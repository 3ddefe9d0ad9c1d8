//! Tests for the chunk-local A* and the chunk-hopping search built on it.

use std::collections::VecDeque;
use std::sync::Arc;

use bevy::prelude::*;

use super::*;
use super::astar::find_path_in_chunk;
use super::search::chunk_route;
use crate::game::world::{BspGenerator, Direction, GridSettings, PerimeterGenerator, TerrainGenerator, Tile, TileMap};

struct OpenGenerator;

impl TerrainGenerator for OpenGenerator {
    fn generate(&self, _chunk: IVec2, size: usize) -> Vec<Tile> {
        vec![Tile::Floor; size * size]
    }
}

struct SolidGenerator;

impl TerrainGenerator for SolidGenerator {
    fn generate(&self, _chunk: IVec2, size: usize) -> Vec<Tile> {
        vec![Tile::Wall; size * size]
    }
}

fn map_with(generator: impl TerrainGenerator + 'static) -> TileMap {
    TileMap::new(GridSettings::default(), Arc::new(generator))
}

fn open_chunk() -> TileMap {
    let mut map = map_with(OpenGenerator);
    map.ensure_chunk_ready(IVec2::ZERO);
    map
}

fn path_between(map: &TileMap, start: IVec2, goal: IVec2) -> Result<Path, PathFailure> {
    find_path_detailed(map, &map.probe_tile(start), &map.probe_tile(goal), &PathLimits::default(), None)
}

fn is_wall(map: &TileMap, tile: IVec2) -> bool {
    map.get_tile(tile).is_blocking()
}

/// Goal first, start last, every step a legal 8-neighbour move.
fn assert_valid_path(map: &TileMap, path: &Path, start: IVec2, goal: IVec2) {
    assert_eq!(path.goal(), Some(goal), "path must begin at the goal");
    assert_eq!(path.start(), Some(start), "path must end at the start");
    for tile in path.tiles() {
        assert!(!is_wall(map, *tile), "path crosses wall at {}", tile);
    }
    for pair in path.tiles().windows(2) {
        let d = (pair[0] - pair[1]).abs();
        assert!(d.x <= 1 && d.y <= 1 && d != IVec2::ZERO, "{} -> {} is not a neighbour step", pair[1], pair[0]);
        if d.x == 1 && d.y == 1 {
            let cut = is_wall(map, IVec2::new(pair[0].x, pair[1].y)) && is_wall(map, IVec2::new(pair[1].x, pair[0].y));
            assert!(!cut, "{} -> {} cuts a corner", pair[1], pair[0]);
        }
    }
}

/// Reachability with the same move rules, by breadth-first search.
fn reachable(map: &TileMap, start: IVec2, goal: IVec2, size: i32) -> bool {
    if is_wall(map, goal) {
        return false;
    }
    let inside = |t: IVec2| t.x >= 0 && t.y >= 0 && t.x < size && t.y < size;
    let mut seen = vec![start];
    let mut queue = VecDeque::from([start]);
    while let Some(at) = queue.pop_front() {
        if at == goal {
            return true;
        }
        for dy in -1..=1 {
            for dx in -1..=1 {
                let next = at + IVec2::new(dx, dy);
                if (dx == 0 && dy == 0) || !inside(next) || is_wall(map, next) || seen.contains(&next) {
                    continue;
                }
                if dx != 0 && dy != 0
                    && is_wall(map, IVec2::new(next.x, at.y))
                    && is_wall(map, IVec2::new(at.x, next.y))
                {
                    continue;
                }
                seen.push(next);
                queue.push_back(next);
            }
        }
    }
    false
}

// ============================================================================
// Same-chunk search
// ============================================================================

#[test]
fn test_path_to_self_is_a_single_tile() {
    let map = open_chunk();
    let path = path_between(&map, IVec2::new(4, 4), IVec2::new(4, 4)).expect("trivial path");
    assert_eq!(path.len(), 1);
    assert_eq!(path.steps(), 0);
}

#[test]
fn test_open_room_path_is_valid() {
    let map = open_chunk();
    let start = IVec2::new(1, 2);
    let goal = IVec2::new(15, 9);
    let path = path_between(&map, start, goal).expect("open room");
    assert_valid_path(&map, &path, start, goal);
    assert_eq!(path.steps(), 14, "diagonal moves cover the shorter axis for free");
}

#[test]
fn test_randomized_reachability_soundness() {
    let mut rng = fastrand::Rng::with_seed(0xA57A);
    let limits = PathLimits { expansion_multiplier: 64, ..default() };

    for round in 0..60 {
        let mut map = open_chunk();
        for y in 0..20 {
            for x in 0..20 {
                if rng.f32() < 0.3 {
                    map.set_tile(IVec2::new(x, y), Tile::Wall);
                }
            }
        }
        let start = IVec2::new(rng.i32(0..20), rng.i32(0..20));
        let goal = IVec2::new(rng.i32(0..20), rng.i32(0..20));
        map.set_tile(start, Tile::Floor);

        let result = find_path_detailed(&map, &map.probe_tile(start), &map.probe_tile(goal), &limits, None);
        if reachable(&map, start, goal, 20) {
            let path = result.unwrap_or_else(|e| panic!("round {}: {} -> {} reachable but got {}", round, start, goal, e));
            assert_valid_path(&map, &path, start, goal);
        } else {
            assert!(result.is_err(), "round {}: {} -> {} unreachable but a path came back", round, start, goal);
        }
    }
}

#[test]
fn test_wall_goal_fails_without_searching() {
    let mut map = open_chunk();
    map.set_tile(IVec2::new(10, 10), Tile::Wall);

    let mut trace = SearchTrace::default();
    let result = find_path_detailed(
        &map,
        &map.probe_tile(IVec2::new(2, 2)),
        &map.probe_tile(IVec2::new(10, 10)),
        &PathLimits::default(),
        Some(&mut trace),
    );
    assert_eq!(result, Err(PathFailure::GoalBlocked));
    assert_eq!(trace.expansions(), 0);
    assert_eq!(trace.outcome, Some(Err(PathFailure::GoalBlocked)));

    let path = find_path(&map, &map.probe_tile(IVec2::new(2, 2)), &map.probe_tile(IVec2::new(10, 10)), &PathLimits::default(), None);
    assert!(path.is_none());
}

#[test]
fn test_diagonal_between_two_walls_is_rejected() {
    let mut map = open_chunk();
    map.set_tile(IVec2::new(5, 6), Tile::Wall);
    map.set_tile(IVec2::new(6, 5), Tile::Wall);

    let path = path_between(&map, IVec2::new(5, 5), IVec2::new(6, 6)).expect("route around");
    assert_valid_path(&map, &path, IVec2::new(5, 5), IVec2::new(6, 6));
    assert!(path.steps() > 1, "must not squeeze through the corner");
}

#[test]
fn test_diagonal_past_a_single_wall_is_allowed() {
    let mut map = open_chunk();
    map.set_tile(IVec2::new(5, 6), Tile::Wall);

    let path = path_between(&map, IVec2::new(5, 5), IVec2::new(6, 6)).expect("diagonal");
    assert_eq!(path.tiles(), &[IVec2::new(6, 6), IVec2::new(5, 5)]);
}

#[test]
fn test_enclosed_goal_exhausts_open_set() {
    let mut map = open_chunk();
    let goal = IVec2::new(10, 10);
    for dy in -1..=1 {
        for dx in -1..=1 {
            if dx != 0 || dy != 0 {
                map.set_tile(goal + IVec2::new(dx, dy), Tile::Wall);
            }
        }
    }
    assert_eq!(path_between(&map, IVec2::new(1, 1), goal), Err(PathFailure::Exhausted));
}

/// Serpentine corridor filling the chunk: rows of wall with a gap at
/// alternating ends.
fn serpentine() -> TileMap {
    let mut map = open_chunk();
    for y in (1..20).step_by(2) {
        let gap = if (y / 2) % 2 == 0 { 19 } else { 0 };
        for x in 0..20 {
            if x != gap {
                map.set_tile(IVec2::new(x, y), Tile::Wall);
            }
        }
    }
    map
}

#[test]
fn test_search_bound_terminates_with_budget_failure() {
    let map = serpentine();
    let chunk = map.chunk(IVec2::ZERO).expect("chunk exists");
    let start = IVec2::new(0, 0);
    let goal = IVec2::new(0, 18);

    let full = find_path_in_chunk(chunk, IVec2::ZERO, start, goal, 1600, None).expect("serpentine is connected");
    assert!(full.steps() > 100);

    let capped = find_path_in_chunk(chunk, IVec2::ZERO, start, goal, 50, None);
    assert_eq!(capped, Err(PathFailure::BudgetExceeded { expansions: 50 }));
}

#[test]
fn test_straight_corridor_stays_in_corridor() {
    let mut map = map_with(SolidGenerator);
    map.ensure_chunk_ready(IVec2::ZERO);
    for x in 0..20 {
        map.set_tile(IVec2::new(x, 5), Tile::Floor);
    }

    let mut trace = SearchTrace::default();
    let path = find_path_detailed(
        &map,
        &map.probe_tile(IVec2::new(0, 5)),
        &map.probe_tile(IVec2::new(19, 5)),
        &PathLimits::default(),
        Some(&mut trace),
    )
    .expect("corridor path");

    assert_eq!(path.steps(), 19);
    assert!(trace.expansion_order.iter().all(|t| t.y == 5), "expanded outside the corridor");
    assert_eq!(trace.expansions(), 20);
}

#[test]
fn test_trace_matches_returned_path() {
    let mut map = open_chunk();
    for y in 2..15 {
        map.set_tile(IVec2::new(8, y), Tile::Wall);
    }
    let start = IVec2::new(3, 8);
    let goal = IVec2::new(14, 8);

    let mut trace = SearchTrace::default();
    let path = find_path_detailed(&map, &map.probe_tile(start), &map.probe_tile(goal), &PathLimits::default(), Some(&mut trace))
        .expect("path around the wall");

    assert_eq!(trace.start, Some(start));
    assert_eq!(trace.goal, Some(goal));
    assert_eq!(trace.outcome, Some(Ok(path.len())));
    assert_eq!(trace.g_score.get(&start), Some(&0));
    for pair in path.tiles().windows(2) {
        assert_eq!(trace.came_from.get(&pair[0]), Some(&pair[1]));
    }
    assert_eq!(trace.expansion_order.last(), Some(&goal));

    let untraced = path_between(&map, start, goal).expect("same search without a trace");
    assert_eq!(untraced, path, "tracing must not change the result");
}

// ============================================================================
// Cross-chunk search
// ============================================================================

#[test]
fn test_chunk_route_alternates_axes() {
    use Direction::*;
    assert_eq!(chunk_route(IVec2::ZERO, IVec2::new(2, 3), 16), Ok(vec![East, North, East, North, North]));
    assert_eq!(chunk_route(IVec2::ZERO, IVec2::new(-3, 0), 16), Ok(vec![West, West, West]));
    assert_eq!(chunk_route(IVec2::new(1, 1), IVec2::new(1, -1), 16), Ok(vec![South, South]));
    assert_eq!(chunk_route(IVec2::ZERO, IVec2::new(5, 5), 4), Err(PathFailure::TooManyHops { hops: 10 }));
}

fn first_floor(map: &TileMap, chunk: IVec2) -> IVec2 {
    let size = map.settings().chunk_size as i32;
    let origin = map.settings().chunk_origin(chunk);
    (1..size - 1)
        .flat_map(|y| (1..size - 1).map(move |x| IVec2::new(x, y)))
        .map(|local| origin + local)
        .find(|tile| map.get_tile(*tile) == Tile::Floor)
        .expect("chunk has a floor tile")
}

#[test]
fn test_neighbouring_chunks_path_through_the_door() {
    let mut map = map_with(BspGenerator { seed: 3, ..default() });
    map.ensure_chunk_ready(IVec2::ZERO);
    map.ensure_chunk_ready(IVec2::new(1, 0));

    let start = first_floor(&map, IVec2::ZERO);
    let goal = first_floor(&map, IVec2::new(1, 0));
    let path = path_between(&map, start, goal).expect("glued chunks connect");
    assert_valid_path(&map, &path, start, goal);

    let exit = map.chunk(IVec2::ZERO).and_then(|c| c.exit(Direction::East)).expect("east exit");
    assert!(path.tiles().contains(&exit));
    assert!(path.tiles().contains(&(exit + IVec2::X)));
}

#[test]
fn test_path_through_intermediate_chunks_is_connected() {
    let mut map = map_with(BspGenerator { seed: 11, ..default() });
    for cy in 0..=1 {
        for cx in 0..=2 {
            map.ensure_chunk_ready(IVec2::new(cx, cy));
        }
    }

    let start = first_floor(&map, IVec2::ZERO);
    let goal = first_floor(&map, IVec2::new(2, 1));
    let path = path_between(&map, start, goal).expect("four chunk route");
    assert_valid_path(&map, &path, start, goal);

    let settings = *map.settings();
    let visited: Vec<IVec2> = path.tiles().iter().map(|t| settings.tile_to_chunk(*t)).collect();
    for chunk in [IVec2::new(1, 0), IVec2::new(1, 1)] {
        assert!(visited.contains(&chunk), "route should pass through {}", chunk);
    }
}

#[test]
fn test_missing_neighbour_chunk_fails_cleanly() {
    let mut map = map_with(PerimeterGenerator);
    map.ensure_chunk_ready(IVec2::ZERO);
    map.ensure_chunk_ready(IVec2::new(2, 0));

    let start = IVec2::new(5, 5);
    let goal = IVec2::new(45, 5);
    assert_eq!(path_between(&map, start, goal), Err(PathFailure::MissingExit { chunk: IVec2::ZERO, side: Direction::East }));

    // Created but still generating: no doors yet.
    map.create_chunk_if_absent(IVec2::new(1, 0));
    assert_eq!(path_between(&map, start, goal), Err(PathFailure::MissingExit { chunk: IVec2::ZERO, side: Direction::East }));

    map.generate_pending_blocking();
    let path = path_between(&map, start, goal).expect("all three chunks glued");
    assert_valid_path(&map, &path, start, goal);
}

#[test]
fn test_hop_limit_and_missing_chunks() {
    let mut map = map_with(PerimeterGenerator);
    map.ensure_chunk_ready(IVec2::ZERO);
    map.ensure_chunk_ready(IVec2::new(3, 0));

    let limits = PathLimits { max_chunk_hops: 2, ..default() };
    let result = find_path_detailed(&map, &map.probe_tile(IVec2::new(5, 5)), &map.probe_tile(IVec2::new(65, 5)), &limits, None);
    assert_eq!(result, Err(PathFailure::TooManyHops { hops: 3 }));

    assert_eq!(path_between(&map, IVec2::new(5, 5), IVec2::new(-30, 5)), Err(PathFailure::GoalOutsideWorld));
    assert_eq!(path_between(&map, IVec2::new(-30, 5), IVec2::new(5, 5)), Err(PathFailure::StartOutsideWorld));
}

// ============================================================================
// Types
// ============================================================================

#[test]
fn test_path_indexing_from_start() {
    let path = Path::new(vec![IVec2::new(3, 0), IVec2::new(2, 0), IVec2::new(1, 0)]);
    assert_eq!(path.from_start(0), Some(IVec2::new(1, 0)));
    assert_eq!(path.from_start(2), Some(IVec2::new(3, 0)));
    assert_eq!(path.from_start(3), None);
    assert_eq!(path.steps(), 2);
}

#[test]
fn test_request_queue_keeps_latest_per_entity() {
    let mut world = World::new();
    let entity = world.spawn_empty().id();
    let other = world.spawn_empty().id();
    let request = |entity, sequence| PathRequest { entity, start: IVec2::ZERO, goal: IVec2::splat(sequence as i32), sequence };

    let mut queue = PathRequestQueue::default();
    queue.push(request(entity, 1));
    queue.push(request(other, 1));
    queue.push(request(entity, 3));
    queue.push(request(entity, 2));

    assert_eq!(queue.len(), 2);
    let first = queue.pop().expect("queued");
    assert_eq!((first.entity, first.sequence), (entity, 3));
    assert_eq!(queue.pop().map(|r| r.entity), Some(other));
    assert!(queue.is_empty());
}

----------

PROMPT
Return the lines exactly as they stand, please. Start at the top of the material and finish with the line where "fn path_between(map: &TileMap, start: IVec2, goal: IVec2)" appears.

ANSWER BOX
repository 3ddefe9d0ad9c1d8
//! Tests for the chunk-local A* and the chunk-hopping search built on it.

use std::collections::VecDeque;
use std::sync::Arc;

use bevy::prelude::*;

use super::*;
use super::astar::find_path_in_chunk;
use super::search::chunk_route;
use crate::game::world::{BspGenerator, Direction, GridSettings, PerimeterGenerator, TerrainGenerator, Tile, TileMap};

struct OpenGenerator;

impl TerrainGenerator for OpenGenerator {
    fn generate(&self, _chunk: IVec2, size: usize) -> Vec<Tile> {
        vec![Tile::Floor; size * size]
    }
}

struct SolidGenerator;

impl TerrainGenerator for SolidGenerator {
    fn generate(&self, _chunk: IVec2, size: usize) -> Vec<Tile> {
        vec![Tile::Wall; size * size]
    }
}

fn map_with(generator: impl TerrainGenerator + 'static) -> TileMap {
    TileMap::new(GridSettings::default(), Arc::new(generator))
}

fn open_chunk() -> TileMap {
    let mut map = map_with(OpenGenerator);
    map.ensure_chunk_ready(IVec2::ZERO);
    map
}

fn path_between(map: &TileMap, start: IVec2, goal: IVec2) -> Result<Path, PathFailure> {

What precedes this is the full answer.